## EXTRACTED INFORMATION

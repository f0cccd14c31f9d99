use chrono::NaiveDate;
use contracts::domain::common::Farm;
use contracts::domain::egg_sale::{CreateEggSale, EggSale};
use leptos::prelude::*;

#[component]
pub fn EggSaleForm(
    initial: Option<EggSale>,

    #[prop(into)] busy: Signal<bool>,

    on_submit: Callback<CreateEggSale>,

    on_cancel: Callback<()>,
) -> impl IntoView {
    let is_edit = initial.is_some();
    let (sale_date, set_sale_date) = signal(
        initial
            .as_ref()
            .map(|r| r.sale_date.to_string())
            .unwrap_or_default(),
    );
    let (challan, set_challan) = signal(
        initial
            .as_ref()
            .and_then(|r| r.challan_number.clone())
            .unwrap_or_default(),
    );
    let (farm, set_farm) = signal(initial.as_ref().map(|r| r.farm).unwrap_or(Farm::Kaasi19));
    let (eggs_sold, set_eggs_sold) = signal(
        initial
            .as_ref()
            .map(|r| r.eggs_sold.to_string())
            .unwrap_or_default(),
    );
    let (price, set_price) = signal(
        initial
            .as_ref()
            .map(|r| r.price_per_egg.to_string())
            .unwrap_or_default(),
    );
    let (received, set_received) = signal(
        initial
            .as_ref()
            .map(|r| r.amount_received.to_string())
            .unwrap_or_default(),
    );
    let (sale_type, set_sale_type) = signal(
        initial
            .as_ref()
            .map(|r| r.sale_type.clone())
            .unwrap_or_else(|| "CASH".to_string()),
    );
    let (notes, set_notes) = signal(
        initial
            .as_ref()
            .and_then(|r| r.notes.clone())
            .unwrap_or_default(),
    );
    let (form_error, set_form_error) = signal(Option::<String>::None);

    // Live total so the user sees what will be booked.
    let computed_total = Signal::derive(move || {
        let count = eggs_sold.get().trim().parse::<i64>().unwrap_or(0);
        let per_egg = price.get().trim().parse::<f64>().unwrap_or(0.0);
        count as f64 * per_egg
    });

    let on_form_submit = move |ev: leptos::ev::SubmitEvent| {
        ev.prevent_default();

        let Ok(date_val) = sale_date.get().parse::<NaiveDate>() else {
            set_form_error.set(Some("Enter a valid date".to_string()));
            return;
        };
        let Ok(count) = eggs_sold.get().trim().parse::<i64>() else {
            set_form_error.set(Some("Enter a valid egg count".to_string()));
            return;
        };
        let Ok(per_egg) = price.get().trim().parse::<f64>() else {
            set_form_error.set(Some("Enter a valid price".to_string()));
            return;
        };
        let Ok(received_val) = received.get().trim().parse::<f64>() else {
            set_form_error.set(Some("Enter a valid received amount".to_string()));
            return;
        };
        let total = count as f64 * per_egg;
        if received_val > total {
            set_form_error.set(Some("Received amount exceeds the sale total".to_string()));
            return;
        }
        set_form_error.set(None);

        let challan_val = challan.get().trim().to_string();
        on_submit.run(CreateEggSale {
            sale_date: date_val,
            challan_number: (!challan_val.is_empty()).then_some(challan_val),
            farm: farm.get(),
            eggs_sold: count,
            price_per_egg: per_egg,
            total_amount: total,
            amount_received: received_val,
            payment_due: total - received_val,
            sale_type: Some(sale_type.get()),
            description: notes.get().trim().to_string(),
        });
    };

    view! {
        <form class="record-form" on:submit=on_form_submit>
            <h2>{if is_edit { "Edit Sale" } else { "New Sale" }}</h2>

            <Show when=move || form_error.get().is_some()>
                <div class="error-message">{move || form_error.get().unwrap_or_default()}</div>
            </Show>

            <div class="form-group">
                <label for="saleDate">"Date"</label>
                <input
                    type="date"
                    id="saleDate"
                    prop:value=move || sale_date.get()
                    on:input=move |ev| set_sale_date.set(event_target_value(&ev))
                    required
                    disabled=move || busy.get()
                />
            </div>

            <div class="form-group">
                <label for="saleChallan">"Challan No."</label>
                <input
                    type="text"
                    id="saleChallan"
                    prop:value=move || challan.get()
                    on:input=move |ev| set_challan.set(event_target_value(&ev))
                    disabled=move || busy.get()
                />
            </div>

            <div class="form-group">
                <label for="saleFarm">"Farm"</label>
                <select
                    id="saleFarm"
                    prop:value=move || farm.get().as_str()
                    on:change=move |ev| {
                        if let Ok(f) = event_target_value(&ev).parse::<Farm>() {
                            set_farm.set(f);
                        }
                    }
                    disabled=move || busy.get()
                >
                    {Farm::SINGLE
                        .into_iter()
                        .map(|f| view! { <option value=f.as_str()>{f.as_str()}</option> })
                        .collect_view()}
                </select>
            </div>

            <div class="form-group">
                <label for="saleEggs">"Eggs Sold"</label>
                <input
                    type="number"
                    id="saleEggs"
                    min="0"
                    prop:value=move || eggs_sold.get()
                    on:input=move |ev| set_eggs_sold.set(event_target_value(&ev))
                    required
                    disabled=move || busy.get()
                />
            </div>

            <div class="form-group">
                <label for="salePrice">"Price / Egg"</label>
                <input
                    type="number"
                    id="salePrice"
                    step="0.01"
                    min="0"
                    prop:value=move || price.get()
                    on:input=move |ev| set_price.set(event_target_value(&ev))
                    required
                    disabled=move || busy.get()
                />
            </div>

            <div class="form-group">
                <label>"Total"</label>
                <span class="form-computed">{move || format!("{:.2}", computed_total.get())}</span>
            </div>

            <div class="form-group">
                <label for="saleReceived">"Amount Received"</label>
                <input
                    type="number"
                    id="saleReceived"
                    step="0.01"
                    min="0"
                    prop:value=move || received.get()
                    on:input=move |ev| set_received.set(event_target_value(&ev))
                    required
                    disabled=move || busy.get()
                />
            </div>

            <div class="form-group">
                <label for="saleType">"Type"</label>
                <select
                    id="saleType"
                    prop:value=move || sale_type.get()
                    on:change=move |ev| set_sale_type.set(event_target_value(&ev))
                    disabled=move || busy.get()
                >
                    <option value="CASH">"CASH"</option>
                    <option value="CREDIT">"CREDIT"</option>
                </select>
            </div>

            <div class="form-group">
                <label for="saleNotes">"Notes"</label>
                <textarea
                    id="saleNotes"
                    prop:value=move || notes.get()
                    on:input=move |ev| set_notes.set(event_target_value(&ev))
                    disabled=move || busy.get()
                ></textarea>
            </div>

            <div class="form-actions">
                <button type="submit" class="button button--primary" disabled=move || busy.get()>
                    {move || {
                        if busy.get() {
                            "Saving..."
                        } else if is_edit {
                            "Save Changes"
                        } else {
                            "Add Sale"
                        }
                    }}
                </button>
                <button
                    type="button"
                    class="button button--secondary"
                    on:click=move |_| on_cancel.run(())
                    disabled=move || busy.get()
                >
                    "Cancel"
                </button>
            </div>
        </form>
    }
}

---

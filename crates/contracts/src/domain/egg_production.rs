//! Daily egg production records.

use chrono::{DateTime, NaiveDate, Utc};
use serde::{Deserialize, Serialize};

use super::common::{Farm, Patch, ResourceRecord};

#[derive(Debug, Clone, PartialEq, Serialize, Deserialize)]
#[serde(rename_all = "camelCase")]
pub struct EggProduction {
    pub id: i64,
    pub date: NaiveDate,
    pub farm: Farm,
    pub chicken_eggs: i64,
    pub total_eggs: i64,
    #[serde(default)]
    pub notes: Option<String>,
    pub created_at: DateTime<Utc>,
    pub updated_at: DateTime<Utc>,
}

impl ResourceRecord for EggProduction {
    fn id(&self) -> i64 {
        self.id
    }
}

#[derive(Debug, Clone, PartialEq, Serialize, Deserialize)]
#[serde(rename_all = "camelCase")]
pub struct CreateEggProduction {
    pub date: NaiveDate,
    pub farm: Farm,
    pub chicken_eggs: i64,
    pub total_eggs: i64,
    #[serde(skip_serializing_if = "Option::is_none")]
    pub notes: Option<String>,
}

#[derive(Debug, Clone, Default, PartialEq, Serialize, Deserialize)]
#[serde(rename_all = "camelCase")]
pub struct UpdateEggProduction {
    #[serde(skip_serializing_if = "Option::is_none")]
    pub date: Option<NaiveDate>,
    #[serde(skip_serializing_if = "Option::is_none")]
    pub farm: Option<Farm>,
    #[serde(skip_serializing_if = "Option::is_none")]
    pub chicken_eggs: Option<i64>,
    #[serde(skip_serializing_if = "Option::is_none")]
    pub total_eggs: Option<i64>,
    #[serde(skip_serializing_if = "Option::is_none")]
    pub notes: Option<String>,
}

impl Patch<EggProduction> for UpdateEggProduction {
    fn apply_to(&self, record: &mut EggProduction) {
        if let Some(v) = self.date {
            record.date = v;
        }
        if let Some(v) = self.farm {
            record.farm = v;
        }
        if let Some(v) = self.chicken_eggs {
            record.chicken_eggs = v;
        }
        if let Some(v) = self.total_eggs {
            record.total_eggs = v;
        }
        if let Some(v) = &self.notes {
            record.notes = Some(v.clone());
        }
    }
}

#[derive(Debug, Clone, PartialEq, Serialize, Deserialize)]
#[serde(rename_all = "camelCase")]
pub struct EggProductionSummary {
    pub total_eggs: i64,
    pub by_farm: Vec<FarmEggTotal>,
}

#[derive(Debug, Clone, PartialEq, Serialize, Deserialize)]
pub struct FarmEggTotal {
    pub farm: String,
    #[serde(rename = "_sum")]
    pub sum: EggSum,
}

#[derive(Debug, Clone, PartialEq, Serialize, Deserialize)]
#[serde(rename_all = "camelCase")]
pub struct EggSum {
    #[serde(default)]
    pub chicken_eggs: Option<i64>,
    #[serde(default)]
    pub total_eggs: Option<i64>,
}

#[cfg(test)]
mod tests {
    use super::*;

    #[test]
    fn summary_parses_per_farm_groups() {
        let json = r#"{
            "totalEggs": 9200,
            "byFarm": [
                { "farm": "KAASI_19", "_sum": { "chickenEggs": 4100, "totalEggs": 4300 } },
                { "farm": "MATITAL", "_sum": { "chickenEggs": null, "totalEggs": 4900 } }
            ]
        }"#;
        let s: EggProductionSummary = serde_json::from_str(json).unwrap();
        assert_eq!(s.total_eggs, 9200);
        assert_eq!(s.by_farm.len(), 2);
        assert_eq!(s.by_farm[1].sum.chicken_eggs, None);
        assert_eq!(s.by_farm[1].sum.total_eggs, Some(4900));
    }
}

==

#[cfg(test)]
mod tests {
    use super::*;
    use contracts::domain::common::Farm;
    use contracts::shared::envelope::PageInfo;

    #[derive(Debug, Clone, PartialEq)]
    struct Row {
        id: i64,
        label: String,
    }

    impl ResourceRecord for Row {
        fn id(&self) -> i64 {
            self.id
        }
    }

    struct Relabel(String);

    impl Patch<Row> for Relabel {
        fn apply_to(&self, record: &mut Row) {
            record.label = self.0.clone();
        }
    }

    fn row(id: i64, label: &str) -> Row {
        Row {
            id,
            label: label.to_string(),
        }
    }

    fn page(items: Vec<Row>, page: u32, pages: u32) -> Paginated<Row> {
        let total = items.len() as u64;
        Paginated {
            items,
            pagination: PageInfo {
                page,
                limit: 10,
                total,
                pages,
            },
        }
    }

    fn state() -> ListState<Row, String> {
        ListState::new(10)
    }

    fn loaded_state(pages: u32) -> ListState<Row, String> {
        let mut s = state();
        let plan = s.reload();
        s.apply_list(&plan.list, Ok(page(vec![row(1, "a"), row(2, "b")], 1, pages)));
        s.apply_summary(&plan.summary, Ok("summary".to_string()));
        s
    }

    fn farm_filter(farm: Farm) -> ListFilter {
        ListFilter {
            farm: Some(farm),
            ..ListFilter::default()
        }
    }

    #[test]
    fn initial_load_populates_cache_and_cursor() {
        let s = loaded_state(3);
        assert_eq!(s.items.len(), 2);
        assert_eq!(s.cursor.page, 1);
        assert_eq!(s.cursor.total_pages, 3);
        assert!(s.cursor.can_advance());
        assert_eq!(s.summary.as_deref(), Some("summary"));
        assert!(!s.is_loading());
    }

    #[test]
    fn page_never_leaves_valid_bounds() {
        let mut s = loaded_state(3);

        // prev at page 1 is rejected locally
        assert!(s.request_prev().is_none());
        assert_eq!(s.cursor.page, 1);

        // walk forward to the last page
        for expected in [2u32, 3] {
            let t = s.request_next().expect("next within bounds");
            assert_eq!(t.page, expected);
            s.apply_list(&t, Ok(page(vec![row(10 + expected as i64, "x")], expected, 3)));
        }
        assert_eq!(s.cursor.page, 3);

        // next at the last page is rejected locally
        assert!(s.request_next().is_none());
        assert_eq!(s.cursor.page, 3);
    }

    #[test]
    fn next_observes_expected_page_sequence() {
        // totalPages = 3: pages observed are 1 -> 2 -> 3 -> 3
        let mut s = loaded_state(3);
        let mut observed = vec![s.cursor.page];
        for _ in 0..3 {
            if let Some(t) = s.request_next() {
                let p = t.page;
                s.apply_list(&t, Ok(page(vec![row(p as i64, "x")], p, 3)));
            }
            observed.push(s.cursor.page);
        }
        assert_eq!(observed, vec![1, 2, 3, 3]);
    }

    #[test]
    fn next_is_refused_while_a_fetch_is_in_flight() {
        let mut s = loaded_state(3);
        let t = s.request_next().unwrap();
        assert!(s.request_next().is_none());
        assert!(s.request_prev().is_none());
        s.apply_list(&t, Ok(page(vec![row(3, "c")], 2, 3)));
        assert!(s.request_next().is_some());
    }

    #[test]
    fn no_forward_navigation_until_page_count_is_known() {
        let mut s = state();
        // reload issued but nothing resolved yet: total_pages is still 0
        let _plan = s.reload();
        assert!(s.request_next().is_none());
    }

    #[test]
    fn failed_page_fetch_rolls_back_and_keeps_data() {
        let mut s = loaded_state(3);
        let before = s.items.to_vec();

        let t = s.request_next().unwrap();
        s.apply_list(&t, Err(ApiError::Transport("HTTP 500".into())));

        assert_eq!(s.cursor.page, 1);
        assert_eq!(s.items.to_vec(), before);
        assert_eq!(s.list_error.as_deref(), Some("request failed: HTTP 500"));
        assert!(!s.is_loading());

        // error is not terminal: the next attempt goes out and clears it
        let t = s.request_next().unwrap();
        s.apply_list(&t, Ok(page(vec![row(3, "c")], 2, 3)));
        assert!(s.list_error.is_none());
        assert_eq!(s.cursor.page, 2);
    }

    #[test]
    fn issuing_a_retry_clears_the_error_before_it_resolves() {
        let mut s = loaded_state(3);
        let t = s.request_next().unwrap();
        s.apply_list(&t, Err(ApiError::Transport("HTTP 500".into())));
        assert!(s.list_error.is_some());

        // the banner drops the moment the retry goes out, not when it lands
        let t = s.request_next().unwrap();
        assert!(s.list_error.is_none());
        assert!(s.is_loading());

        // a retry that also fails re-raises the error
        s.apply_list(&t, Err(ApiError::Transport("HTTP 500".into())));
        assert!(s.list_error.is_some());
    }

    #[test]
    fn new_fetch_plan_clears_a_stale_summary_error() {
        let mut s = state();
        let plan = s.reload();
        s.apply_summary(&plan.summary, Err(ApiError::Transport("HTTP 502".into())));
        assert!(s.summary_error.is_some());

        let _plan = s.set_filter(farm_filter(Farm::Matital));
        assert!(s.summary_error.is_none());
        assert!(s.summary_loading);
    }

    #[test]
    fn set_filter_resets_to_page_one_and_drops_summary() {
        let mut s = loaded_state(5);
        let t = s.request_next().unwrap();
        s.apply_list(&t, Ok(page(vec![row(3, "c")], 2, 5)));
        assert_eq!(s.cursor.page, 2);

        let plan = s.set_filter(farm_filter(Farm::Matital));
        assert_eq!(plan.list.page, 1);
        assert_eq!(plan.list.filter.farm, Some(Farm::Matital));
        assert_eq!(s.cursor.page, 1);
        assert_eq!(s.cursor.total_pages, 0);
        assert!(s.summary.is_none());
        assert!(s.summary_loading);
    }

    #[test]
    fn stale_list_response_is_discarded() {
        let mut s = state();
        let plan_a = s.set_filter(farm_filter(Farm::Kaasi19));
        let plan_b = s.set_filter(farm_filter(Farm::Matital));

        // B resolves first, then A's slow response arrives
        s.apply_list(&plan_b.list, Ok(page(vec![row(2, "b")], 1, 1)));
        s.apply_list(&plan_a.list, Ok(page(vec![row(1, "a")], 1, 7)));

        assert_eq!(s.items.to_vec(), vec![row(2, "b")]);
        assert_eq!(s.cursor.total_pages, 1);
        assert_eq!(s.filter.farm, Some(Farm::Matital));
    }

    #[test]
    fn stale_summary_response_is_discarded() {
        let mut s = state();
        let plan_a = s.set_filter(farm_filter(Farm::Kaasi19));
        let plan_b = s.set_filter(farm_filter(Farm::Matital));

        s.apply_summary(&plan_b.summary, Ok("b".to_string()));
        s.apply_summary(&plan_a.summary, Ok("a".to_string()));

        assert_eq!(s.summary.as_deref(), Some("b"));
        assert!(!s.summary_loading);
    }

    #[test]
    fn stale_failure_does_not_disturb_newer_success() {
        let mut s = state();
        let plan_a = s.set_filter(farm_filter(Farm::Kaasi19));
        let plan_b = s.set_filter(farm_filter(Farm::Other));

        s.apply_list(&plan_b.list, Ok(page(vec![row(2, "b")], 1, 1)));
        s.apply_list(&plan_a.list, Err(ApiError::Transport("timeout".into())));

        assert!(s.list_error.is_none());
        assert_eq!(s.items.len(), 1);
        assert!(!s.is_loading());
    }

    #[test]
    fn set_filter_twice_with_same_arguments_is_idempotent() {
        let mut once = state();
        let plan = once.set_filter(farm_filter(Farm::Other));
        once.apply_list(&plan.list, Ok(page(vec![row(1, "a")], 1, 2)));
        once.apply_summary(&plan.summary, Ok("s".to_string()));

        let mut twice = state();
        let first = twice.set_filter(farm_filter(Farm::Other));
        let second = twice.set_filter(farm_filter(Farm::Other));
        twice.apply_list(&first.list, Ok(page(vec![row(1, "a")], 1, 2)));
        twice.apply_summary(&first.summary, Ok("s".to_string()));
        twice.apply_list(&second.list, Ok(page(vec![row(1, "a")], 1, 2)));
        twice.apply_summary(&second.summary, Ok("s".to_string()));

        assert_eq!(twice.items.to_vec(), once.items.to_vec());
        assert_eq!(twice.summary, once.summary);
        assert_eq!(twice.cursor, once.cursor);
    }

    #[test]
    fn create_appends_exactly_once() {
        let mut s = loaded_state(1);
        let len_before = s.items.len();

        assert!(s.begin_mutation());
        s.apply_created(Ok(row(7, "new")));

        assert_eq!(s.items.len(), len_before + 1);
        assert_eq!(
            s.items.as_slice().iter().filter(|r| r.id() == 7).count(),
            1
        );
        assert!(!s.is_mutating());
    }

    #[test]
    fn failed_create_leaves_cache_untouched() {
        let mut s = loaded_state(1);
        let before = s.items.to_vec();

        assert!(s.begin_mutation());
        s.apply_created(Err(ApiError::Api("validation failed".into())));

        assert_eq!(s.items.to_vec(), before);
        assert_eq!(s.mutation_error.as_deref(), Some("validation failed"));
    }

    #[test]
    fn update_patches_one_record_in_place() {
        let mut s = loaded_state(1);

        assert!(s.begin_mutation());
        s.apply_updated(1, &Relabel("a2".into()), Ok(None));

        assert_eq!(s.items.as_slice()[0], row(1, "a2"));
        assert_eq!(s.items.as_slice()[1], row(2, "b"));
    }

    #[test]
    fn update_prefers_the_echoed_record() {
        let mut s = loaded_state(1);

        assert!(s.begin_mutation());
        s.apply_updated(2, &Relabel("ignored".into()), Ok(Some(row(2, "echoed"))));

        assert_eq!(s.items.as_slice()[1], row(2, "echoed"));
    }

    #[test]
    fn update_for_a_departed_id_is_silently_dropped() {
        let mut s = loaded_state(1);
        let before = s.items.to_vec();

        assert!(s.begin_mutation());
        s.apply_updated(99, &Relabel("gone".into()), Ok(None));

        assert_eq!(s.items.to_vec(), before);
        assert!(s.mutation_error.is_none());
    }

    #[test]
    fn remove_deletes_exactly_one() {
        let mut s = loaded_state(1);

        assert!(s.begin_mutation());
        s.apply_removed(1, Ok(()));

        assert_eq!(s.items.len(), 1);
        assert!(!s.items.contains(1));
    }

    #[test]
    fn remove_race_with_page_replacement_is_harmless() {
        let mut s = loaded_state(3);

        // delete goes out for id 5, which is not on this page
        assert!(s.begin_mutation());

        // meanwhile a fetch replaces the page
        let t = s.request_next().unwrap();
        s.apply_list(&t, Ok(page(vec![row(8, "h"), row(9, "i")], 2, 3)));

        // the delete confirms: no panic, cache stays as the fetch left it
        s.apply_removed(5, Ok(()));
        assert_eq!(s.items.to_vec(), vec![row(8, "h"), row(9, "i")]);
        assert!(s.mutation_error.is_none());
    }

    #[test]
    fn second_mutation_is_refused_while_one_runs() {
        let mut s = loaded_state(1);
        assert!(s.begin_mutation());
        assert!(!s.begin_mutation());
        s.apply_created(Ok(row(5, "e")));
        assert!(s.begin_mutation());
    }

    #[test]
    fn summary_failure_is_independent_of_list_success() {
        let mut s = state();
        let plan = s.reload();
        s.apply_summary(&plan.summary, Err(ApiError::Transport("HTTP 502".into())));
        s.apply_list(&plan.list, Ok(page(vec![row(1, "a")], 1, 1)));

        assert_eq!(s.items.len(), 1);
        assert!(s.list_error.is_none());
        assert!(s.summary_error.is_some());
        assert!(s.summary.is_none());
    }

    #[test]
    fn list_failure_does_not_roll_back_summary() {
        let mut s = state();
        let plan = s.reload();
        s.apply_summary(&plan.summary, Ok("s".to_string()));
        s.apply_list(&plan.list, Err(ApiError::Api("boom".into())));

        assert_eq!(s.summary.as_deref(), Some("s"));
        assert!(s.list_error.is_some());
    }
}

## TASK OBJECTIVE
Starting from the records above, filter out all lines except those containing the word "saleNotes".

## SOLVED PROBLEM
                <label for="saleNotes">"Notes"</label>
                    id="saleNotes"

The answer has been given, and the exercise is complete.